JAKARTA – Ada banyak peristiwa penting dan bersejarah yang terjadi pada 12 Maret, baik di Indonesia maupun di luar negeri. Salah satunya adalah diangkatnya Letjen Soeharto sebagai Pejabat Presiden RI, yang kemudian menjadikannya presiden definitif dan berkuasa hingga tiga dekade.

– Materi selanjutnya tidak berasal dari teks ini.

use std::ops::{Add, Div, Mul, Neg, Sub};

/// The scalar operations the vector types are generic over.
pub trait Numeric:
    Clone
    + Copy
    + PartialOrd
    + PartialEq
    + Add<Self, Output = Self>
    + Sub<Self, Output = Self>
    + Mul<Self, Output = Self>
    + Div<Self, Output = Self>
    + Neg<Output = Self>
    + Sized
{
    const MIN: Self;
    const MAX: Self;

    const ZERO: Self;
    const ONE: Self;
    const TWO: Self;
    const HALF: Self;
    const EPSILON: Self;

    fn nmin(self, rhs: Self) -> Self;
    fn nmax(self, rhs: Self) -> Self;
    fn nabs(self) -> Self;
    fn nsqrt(self) -> Self;
    fn nfma(self, a: Self, b: Self) -> Self;
}

pub trait HasNan {
    fn has_nan(&self) -> bool;
    fn has_finite(&self) -> bool;
}

macro_rules! impl_numeric {
    ($($ty:ident),* $(,)?) => {
        $(
            impl Numeric for $ty {
                const MIN: $ty = $ty::MIN;
                const MAX: $ty = $ty::MAX;

                const ZERO: $ty = 0.0;
                const ONE: $ty = 1.0;
                const TWO: $ty = 2.0;
                const HALF: $ty = 0.5;
                const EPSILON: $ty = $ty::EPSILON;

                #[inline]
                fn nmin(self, rhs: Self) -> Self {
                    self.min(rhs)
                }

                #[inline]
                fn nmax(self, rhs: Self) -> Self {
                    self.max(rhs)
                }

                #[inline]
                fn nabs(self) -> Self {
                    self.abs()
                }

                #[inline]
                fn nsqrt(self) -> Self {
                    self.sqrt()
                }

                #[inline]
                fn nfma(self, a: Self, b: Self) -> Self {
                    self.mul_add(a, b)
                }
            }

            impl HasNan for $ty {
                fn has_nan(&self) -> bool {
                    self.is_nan()
                }

                fn has_finite(&self) -> bool {
                    self.is_finite()
                }
            }

            impl<const N: usize> HasNan for [$ty; N] {
                fn has_nan(&self) -> bool {
                    self.iter().any(|v| v.is_nan())
                }

                fn has_finite(&self) -> bool {
                    self.iter().all(|v| v.is_finite())
                }
            }
        )*
    };
}

impl_numeric!(f32, f64);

Berikut beberapa peristiwa yang terjadi pada 12 Maret seperti dikutip Okezone dari Wikipedia.org:
- 12 Maret 1930
Mahatma Gandhi alias Mohandas Karamchand Gandhi memimpin barisan sepanjang 200 mil untuk menyuarakan protes terhadap pemerintahan kolonial Inggris pada 12 Maret 1930. Gerakan tersebut dikenal sebagai Mars Garam yang bertujuan memprotes monopoli garam oleh Inggris.
Mahatma Gandhi adalah tokoh spiritual dan politikus yang terlibat dalam gerakan kemerdekaan India. Ia terkenal dengan perjuangan tanpa kekerasan.
Gandhi menginspirasi dunia melalui ajaran anti-kekerasan, menjunjung tinggi hak asasi manusia (HAM), serta perjuangan kemerdekaan.
- 12 Maret 1942
Perang antara tentara Jepang dengan pasukan Sekutu di Jawa berakhir. Pertikaian yang dikenal sebagai Pertempuran Jawa itu berakhir setelah komandan Sekutu menandatangani pernyataan menyerah kepada Jepang di Bandung pada 12 Maret 1942.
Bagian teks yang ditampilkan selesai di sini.